Carmack acknowledges the foundational role of human intelligence as the only existing blueprint for the complex systems we aim to build. “Humanity is our existence proof of the intelligence that we’re trying to mimic,” he stated. “So the question is, how many of humanity’s quirks do we emulate?”
While some level of mimicry is necessary, Carmack draws a firm line when it comes to replicating the vulnerabilities of the human mind. He points to the way modern technology often exploits our brain’s reward system. “I think there are some obvious ones that you do mimic, like the idea of rewarding agency on some level,” he began. “However, people ‘reward hack’ the human mind with things like online gambling, where you can work out reinforcement schedules to maximize engagement.
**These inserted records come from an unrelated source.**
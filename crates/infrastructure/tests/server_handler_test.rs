mod helpers;

use async_trait::async_trait;
use helpers::build_request;
use hickory_proto::op::{Message, MessageType, ResponseCode};
use hickory_proto::rr::RecordType;
use qtype_dns_application::ports::QueryHandler;
use qtype_dns_application::services::reply_to;
use qtype_dns_infrastructure::dns::{DnsServerHandler, ZoneGate};
use std::net::SocketAddr;
use std::sync::atomic::{AtomicUsize, Ordering};
use std::sync::Arc;

/// Replies NOERROR with no records and counts invocations.
#[derive(Default)]
struct CountingHandler {
    calls: AtomicUsize,
}

#[async_trait]
impl QueryHandler for CountingHandler {
    async fn handle(&self, request: &Message) -> Message {
        self.calls.fetch_add(1, Ordering::SeqCst);
        reply_to(request)
    }

    fn mode(&self) -> &'static str {
        "counting"
    }
}

fn client() -> SocketAddr {
    "192.0.2.10:40000".parse().unwrap()
}

fn handler_for(zone: &str) -> (DnsServerHandler, Arc<CountingHandler>) {
    let inner = Arc::new(CountingHandler::default());
    (
        DnsServerHandler::new(inner.clone(), ZoneGate::new(zone)),
        inner,
    )
}

async fn roundtrip(handler: &DnsServerHandler, request: &Message) -> Option<Message> {
    let bytes = request.to_vec().unwrap();
    handler
        .handle_bytes(&bytes, client())
        .await
        .map(|reply| Message::from_vec(&reply).unwrap())
}

#[tokio::test]
async fn test_query_in_zone_reaches_handler() {
    let (handler, inner) = handler_for("lan.");
    let request = build_request(21, &[("printer.lan.", RecordType::A)]);

    let reply = roundtrip(&handler, &request).await.unwrap();

    assert_eq!(reply.id(), 21);
    assert_eq!(reply.message_type(), MessageType::Response);
    assert_eq!(reply.response_code(), ResponseCode::NoError);
    assert_eq!(inner.calls.load(Ordering::SeqCst), 1);
}

#[tokio::test]
async fn test_query_outside_zone_is_refused() {
    let (handler, inner) = handler_for("lan.");
    let request = build_request(22, &[("example.com.", RecordType::A)]);

    let reply = roundtrip(&handler, &request).await.unwrap();

    assert_eq!(reply.id(), 22);
    assert_eq!(reply.response_code(), ResponseCode::Refused);
    assert_eq!(reply.queries().len(), 1);
    assert_eq!(inner.calls.load(Ordering::SeqCst), 0);
}

#[tokio::test]
async fn test_zero_questions_pass_through() {
    let (handler, inner) = handler_for("lan.");
    let request = build_request(23, &[]);

    let reply = roundtrip(&handler, &request).await.unwrap();

    assert_eq!(reply.response_code(), ResponseCode::NoError);
    assert_eq!(inner.calls.load(Ordering::SeqCst), 1);
}

#[tokio::test]
async fn test_inbound_response_is_ignored() {
    let (handler, inner) = handler_for(".");
    let mut request = build_request(24, &[("example.com.", RecordType::A)]);
    request.set_message_type(MessageType::Response);

    assert!(roundtrip(&handler, &request).await.is_none());
    assert_eq!(inner.calls.load(Ordering::SeqCst), 0);
}

#[tokio::test]
async fn test_garbage_with_header_id_gets_format_error() {
    let (handler, inner) = handler_for(".");
    // Header claims one question but the body is cut short.
    let bytes = [0x12, 0x34, 0x01, 0x00, 0x00, 0x01, 0x00, 0x00, 0x00, 0x00, 0x00, 0x00, 0x03];

    let reply = handler.handle_bytes(&bytes, client()).await.unwrap();
    let reply = Message::from_vec(&reply).unwrap();

    assert_eq!(reply.id(), 0x1234);
    assert_eq!(reply.response_code(), ResponseCode::FormErr);
    assert_eq!(inner.calls.load(Ordering::SeqCst), 0);
}

#[tokio::test]
async fn test_one_byte_datagram_is_dropped() {
    let (handler, _) = handler_for(".");
    assert!(handler.handle_bytes(&[0x01], client()).await.is_none());
}

#[test]
fn test_handler_reports_zone_and_mode() {
    let (handler, _) = handler_for("Corp.Example");
    assert_eq!(handler.zone(), "corp.example.");
    assert_eq!(handler.mode(), "counting");
}
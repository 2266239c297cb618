use super::transport::{create_transport, resolver};
use async_trait::async_trait;
use hickory_proto::op::Message;
use qtype_dns_application::ports::UpstreamExchange;
use qtype_dns_domain::{DomainError, UpstreamAddr, UpstreamConfig, UpstreamProtocol};
use std::net::SocketAddr;
use std::time::Duration;
use tracing::debug;

/// Sends requests to upstream resolvers over UDP or TCP.
///
/// The timeout bounds the whole exchange, hostname lookup included. A
/// reply whose id differs from the request's is rejected.
pub struct TransportExchange {
    protocol: UpstreamProtocol,
    timeout: Duration,
}

impl TransportExchange {
    pub fn new(protocol: UpstreamProtocol, timeout: Duration) -> Self {
        Self { protocol, timeout }
    }

    pub fn from_config(config: &UpstreamConfig) -> Self {
        Self::new(config.protocol, Duration::from_millis(config.query_timeout))
    }

    pub fn protocol(&self) -> UpstreamProtocol {
        self.protocol
    }

    async fn resolve(&self, server: &UpstreamAddr) -> Result<SocketAddr, DomainError> {
        if let Some(addr) = server.socket_addr() {
            return Ok(addr);
        }
        let (hostname, port) = server
            .unresolved_parts()
            .ok_or_else(|| DomainError::InvalidUpstreamAddress(server.to_string()))?;
        let addrs = resolver::resolve_all(hostname, port, self.timeout).await?;
        addrs
            .first()
            .copied()
            .ok_or_else(|| DomainError::UpstreamResolution {
                host: server.to_string(),
            })
    }

    async fn round_trip(
        &self,
        request_bytes: &[u8],
        server: &UpstreamAddr,
    ) -> Result<Vec<u8>, DomainError> {
        let addr = self.resolve(server).await?;
        let transport = create_transport(self.protocol, addr);
        let response = transport.send(request_bytes, self.timeout).await?;

        debug!(
            server = %server,
            protocol = response.protocol_used,
            bytes = response.bytes.len(),
            "Upstream replied"
        );
        Ok(response.bytes)
    }
}

#[async_trait]
impl UpstreamExchange for TransportExchange {
    async fn exchange(
        &self,
        request: &Message,
        server: &UpstreamAddr,
    ) -> Result<Message, DomainError> {
        let request_bytes = request
            .to_vec()
            .map_err(|e| DomainError::MessageEncoding(e.to_string()))?;

        let response_bytes = tokio::time::timeout(
            self.timeout,
            self.round_trip(&request_bytes, server),
        )
        .await
        .map_err(|_| DomainError::TransportTimeout {
            server: server.to_string(),
        })??;

        let reply = Message::from_vec(&response_bytes)
            .map_err(|e| DomainError::InvalidDnsResponse(format!("{}: {}", server, e)))?;

        if reply.id() != request.id() {
            return Err(DomainError::InvalidDnsResponse(format!(
                "{}: reply id {} does not match request id {}",
                server,
                reply.id(),
                request.id()
            )));
        }

        Ok(reply)
    }
}
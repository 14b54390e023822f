//! Shared store backends.

pub mod memory;
#[cfg(feature = "redis-store")]
pub mod redis;

pub use memory::InMemoryStore;
#[cfg(feature = "redis-store")]
pub use self::redis::RedisStore;
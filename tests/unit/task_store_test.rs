//! Tests for the per-principal task store

use std::sync::Arc;

use prometheus_task_queue::core::{AtomicStore, KeySpace, Principal, Task, TaskStore};
use prometheus_task_queue::infra::InMemoryStore;
use serde_json::json;

#[tokio::test]
async fn test_fifo_per_principal() {
    let store = TaskStore::new(Arc::new(InMemoryStore::new()), KeySpace::default());
    let a = Principal::new("a").unwrap();
    let b = Principal::new("b").unwrap();

    for i in 0..5 {
        store.enqueue(&a, &Task::new(json!({ "seq": i }))).await.unwrap();
        store.enqueue(&b, &Task::new(json!({ "seq": 100 + i }))).await.unwrap();
    }
    assert_eq!(store.len(&a).await.unwrap(), 5);

    for i in 0..5 {
        let task = store.dequeue(&a).await.unwrap().unwrap();
        assert_eq!(task.payload["seq"], i);
    }
    assert!(store.dequeue(&a).await.unwrap().is_none());
    assert_eq!(store.len(&b).await.unwrap(), 5);
}

#[tokio::test]
async fn test_dequeue_empty_does_not_block() {
    let store = TaskStore::new(Arc::new(InMemoryStore::new()), KeySpace::default());
    let p = Principal::new("nobody").unwrap();
    assert!(store.dequeue(&p).await.unwrap().is_none());
    assert_eq!(store.len(&p).await.unwrap(), 0);
}

#[tokio::test]
async fn test_uses_prefixed_queue_key() {
    let raw = Arc::new(InMemoryStore::new());
    let store = TaskStore::new(raw.clone(), KeySpace::new("t:"));
    let p = Principal::new("u1").unwrap();
    store.enqueue(&p, &Task::new(json!({"user_id": "u1"}))).await.unwrap();

    assert_eq!(raw.list_len("t:queue:u1").await.unwrap(), 1);
    assert_eq!(
        raw.list_pop("t:queue:u1").await.unwrap().as_deref(),
        Some(r#"{"user_id":"u1"}"#)
    );
}
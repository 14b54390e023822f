//! Drain coordination: at most one drain loop per principal, across processes.
//!
//! The draining flag is a lease key in the shared store, acquired with
//! set-if-absent and released with compare-and-delete on a per-loop token.
//! In front of it sits an in-process supervisor registry keyed by principal, so
//! repeated admissions for a principal this process already drains never touch
//! the store. A semaphore caps how many loops execute at once.

use std::collections::HashSet;
use std::future::Future;
use std::panic::AssertUnwindSafe;
use std::pin::Pin;
use std::sync::atomic::{AtomicU64, Ordering};
use std::sync::Arc;
use std::time::Duration;

use futures::FutureExt;
use parking_lot::Mutex;
use tokio::sync::Semaphore;
use uuid::Uuid;

use super::drain_loop::{DrainLoop, DrainOutcome};
use super::{AtomicStore, KeySpace, Principal, QueueError, TaskProcessor, TaskStore};

/// Abstraction for spawning background work on a runtime.
pub trait Spawn {
    /// Spawn a detached future.
    fn spawn<F>(&self, fut: F)
    where
        F: Future<Output = ()> + Send + 'static;
}

/// Whether a principal currently has a drain loop anywhere in the deployment.
#[derive(Debug, Clone, Copy, PartialEq, Eq)]
pub enum DrainState {
    /// No loop holds the drain lease.
    Idle,
    /// Some process holds the drain lease.
    Draining,
}

/// Result of [`DrainCoordinator::ensure_running`].
#[derive(Debug, Clone, Copy, PartialEq, Eq)]
pub enum DrainDispatch {
    /// This call acquired the lease and spawned a loop.
    Started,
    /// A loop was already running, here or in another process.
    AlreadyRunning,
}

/// Drain timing and bounds.
#[derive(Debug, Clone)]
pub struct DrainSettings {
    /// Minimum spacing between the starts of consecutive tasks.
    pub pace_interval: Duration,
    /// Expiry of the drain lease; refreshed before every dequeue and
    /// periodically while a task runs. Also the delay before a loop that
    /// aborted on a store error is retried.
    pub lease_ttl: Duration,
    /// Maximum number of loops executing concurrently in this process.
    pub max_concurrent_drains: usize,
}

impl Default for DrainSettings {
    fn default() -> Self {
        Self {
            pace_interval: Duration::from_millis(1000),
            lease_ttl: Duration::from_secs(30),
            max_concurrent_drains: 1024,
        }
    }
}

/// Snapshot of drain activity in this process.
#[derive(Debug, Clone, Default, PartialEq, Eq)]
pub struct DrainStats {
    /// Loops currently supervised by this process.
    pub active_loops: usize,
    /// Loops started (lease acquired).
    pub loops_started: u64,
    /// Loops that drained their queue to empty.
    pub loops_completed: u64,
    /// Loops that ended on an error or panic.
    pub loops_aborted: u64,
    /// Dispatch attempts that found a loop already running.
    pub dispatches_skipped: u64,
    /// Tasks processed successfully.
    pub tasks_completed: u64,
    /// Tasks whose processing failed.
    pub tasks_failed: u64,
}

/// Internal counters for drain statistics (thread-safe).
#[derive(Debug, Default)]
pub(crate) struct DrainCounters {
    pub loops_started: AtomicU64,
    pub loops_completed: AtomicU64,
    pub loops_aborted: AtomicU64,
    pub dispatches_skipped: AtomicU64,
    pub tasks_completed: AtomicU64,
    pub tasks_failed: AtomicU64,
}

impl DrainCounters {
    fn snapshot(&self, active_loops: usize) -> DrainStats {
        DrainStats {
            active_loops,
            loops_started: self.loops_started.load(Ordering::Relaxed),
            loops_completed: self.loops_completed.load(Ordering::Relaxed),
            loops_aborted: self.loops_aborted.load(Ordering::Relaxed),
            dispatches_skipped: self.dispatches_skipped.load(Ordering::Relaxed),
            tasks_completed: self.tasks_completed.load(Ordering::Relaxed),
            tasks_failed: self.tasks_failed.load(Ordering::Relaxed),
        }
    }
}

/// Lease held by one drain loop.
#[derive(Debug, Clone)]
pub(crate) struct DrainLease {
    pub key: String,
    pub token: String,
}

struct CoordinatorInner {
    store: Arc<dyn AtomicStore>,
    keys: KeySpace,
    tasks: TaskStore,
    processor: Arc<dyn TaskProcessor>,
    settings: DrainSettings,
    registry: Mutex<HashSet<Principal>>,
    permits: Arc<Semaphore>,
    counters: Arc<DrainCounters>,
}

/// Removes a principal from the supervisor registry when dropped.
struct Registration {
    inner: Arc<CoordinatorInner>,
    principal: Principal,
}

impl Drop for Registration {
    fn drop(&mut self) {
        self.inner.registry.lock().remove(&self.principal);
    }
}

/// Ensures exactly one drain loop per principal.
///
/// Cheap to clone; clones share the registry, counters, and store handle.
pub struct DrainCoordinator<S> {
    inner: Arc<CoordinatorInner>,
    spawner: S,
}

impl<S: Clone> Clone for DrainCoordinator<S> {
    fn clone(&self) -> Self {
        Self {
            inner: Arc::clone(&self.inner),
            spawner: self.spawner.clone(),
        }
    }
}

impl<S> DrainCoordinator<S>
where
    S: Spawn + Clone + Send + Sync + 'static,
{
    /// Create a coordinator from its collaborators.
    pub fn new(
        store: Arc<dyn AtomicStore>,
        keys: KeySpace,
        processor: Arc<dyn TaskProcessor>,
        settings: DrainSettings,
        spawner: S,
    ) -> Self {
        let permits = Arc::new(Semaphore::new(settings.max_concurrent_drains.max(1)));
        Self {
            inner: Arc::new(CoordinatorInner {
                tasks: TaskStore::new(Arc::clone(&store), keys.clone()),
                store,
                keys,
                processor,
                settings,
                registry: Mutex::new(HashSet::new()),
                permits,
                counters: Arc::new(DrainCounters::default()),
            }),
            spawner,
        }
    }

    /// Start a drain loop for `principal` unless one is already running.
    ///
    /// Idempotent and safe to call on every admission.
    ///
    /// # Errors
    ///
    /// Returns `QueueError::Store` if the lease could not be attempted.
    pub async fn ensure_running(&self, principal: &Principal) -> Result<DrainDispatch, QueueError> {
        let Some(registration) = self.register(principal) else {
            self.inner.counters.dispatches_skipped.fetch_add(1, Ordering::Relaxed);
            return Ok(DrainDispatch::AlreadyRunning);
        };

        let lease = DrainLease {
            key: self.inner.keys.drain(principal),
            token: Uuid::new_v4().to_string(),
        };
        let acquired = self
            .inner
            .store
            .set_if_absent(&lease.key, &lease.token, Some(self.inner.settings.lease_ttl))
            .await?;
        if !acquired {
            self.inner.counters.dispatches_skipped.fetch_add(1, Ordering::Relaxed);
            tracing::debug!(%principal, "drain lease held elsewhere");
            return Ok(DrainDispatch::AlreadyRunning);
        }

        self.inner.counters.loops_started.fetch_add(1, Ordering::Relaxed);
        tracing::info!(%principal, "drain loop started");
        self.spawner
            .spawn(self.clone().supervise(principal.clone(), lease, registration));
        Ok(DrainDispatch::Started)
    }

    /// Whether any process currently drains `principal`.
    ///
    /// # Errors
    ///
    /// Returns `QueueError::Store` on store failure.
    pub async fn state(&self, principal: &Principal) -> Result<DrainState, QueueError> {
        let held = self.inner.store.get(&self.inner.keys.drain(principal)).await?;
        Ok(if held.is_some() {
            DrainState::Draining
        } else {
            DrainState::Idle
        })
    }

    /// Whether this process supervises a loop for `principal`.
    #[must_use]
    pub fn is_running_locally(&self, principal: &Principal) -> bool {
        self.inner.registry.lock().contains(principal)
    }

    /// Number of loops supervised by this process.
    #[must_use]
    pub fn local_active(&self) -> usize {
        self.inner.registry.lock().len()
    }

    /// Snapshot of drain statistics.
    #[must_use]
    pub fn stats(&self) -> DrainStats {
        self.inner.counters.snapshot(self.local_active())
    }

    fn register(&self, principal: &Principal) -> Option<Registration> {
        let mut registry = self.inner.registry.lock();
        if !registry.insert(principal.clone()) {
            return None;
        }
        Some(Registration {
            inner: Arc::clone(&self.inner),
            principal: principal.clone(),
        })
    }

    /// Run one loop and release its lease on every exit path.
    ///
    /// Boxed so the future type does not recurse through `ensure_running`.
    fn supervise(
        self,
        principal: Principal,
        lease: DrainLease,
        registration: Registration,
    ) -> Pin<Box<dyn Future<Output = ()> + Send + 'static>> {
        Box::pin(async move {
            let outcome = {
                let _permit = Arc::clone(&self.inner.permits).acquire_owned().await.ok();
                let drain = DrainLoop::new(
                    principal.clone(),
                    self.inner.tasks.clone(),
                    Arc::clone(&self.inner.processor),
                    Arc::clone(&self.inner.store),
                    lease.clone(),
                    self.inner.settings.pace_interval,
                    self.inner.settings.lease_ttl,
                    Arc::clone(&self.inner.counters),
                );
                AssertUnwindSafe(drain.run()).catch_unwind().await
            };

            match self
                .inner
                .store
                .delete_if_equals(&lease.key, &lease.token)
                .await
            {
                Ok(true) => tracing::debug!(%principal, "drain lease released"),
                Ok(false) => tracing::warn!(%principal, "drain lease already gone at release"),
                Err(e) => tracing::error!(
                    %principal,
                    error = %e,
                    "failed to release drain lease; it will lapse on expiry"
                ),
            }
            drop(registration);

            match outcome {
                Ok(DrainOutcome::Done { completed, failed }) => {
                    self.inner.counters.loops_completed.fetch_add(1, Ordering::Relaxed);
                    tracing::info!(%principal, completed, failed, "drain loop finished");
                    self.redispatch_if_pending(&principal).await;
                }
                Ok(DrainOutcome::Aborted {
                    completed,
                    failed,
                    error,
                }) => {
                    self.inner.counters.loops_aborted.fetch_add(1, Ordering::Relaxed);
                    tracing::error!(%principal, completed, failed, error = %error, "drain loop aborted");
                    // A lost lease means another loop owns the queue now.
                    if matches!(error, QueueError::Store(_)) {
                        tokio::time::sleep(self.inner.settings.lease_ttl).await;
                        self.redispatch_if_pending(&principal).await;
                    }
                }
                Err(_) => {
                    self.inner.counters.loops_aborted.fetch_add(1, Ordering::Relaxed);
                    tracing::error!(%principal, "drain loop panicked");
                }
            }
        })
    }

    /// Start another loop if tasks are still queued.
    ///
    /// Covers tasks enqueued between the empty dequeue and the lease release
    /// (they found the lease still held), and a backlog left by a loop that
    /// aborted on a store error.
    async fn redispatch_if_pending(&self, principal: &Principal) {
        match self.inner.tasks.len(principal).await {
            Ok(0) => {}
            Ok(pending) => {
                tracing::debug!(%principal, pending, "queue not empty after drain, redispatching");
                if let Err(e) = self.ensure_running(principal).await {
                    tracing::error!(%principal, error = %e, "redispatch failed");
                }
            }
            Err(e) => tracing::error!(%principal, error = %e, "pending check failed after drain"),
        }
    }
}
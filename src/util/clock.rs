//! Wall-clock helpers.

use std::time::{SystemTime, UNIX_EPOCH};

/// Milliseconds since the Unix epoch. Returns 0 if the clock is before 1970.
#[must_use]
pub fn now_ms() -> u128 {
    SystemTime::now()
        .duration_since(UNIX_EPOCH)
        .map(|d| d.as_millis())
        .unwrap_or_default()
}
That’s probably not ideal.”
This deliberate “reward hacking” leads to what are often called “dopamine traps”—feedback loops in technology designed to keep users hooked, prioritizing engagement metrics over user well-being. Carmack argues that building these same addictive mechanisms into AI would be a mistake. Instead, he advocates for a more objective and performance-oriented approach to AI motivation.
“I think it’s probably best to let the final score be the main driver, where a good intrinsic reward is one that improves the final score,” Carmack explained. He suggests a system where the AI discovers the value of improvement on its own terms. “If we make it all sparse rewards—if you don’t give any rewards there—it might learn how to read the score and decide that the score going up is a good thing. I’d be perfectly happy with that if the model found that out.”
For Carmack, the ultimate measure of a reward system’s worth is its utility. “But in the end, the score is probably the right metric for us to be looking at,” he concluded. “If it doesn’t improve the score, maybe it’s interesting theoretically, but it’s probably not an actual good reward for it.”
Carmack’s perspective is a critical intervention in the current AI landscape. As companies race to develop more sophisticated and integrated AI, from chatbots to autonomous agents, the design of their internal reward systems is a pivotal ethical and practical consideration. We are already witnessing the societal impact of technologies designed to maximize engagement, from the endless scroll of social media to the gamification of apps, which have been linked to anxiety and addictive behaviors. The concern is that by building AI that is motivated by similar, easily exploitable reward signals, we risk creating systems that could manipulate human users or pursue goals in unintended, harmful ways. Carmack’s call to focus on objective, transparent metrics like a “final score” which could measure their utility offers a pragmatic path forward. This approach prioritizes creating AI that is effective and aligned with its intended purpose, rather than attempting to replicate the complex and often fallible nature of human desire. As we stand on the cusp of creating truly general intelligence, this guidance from a seasoned engineer like Carmack reminds us that the goal isn’t just to build a machine that can think, but to build one that can perform its function without inheriting our worst impulses.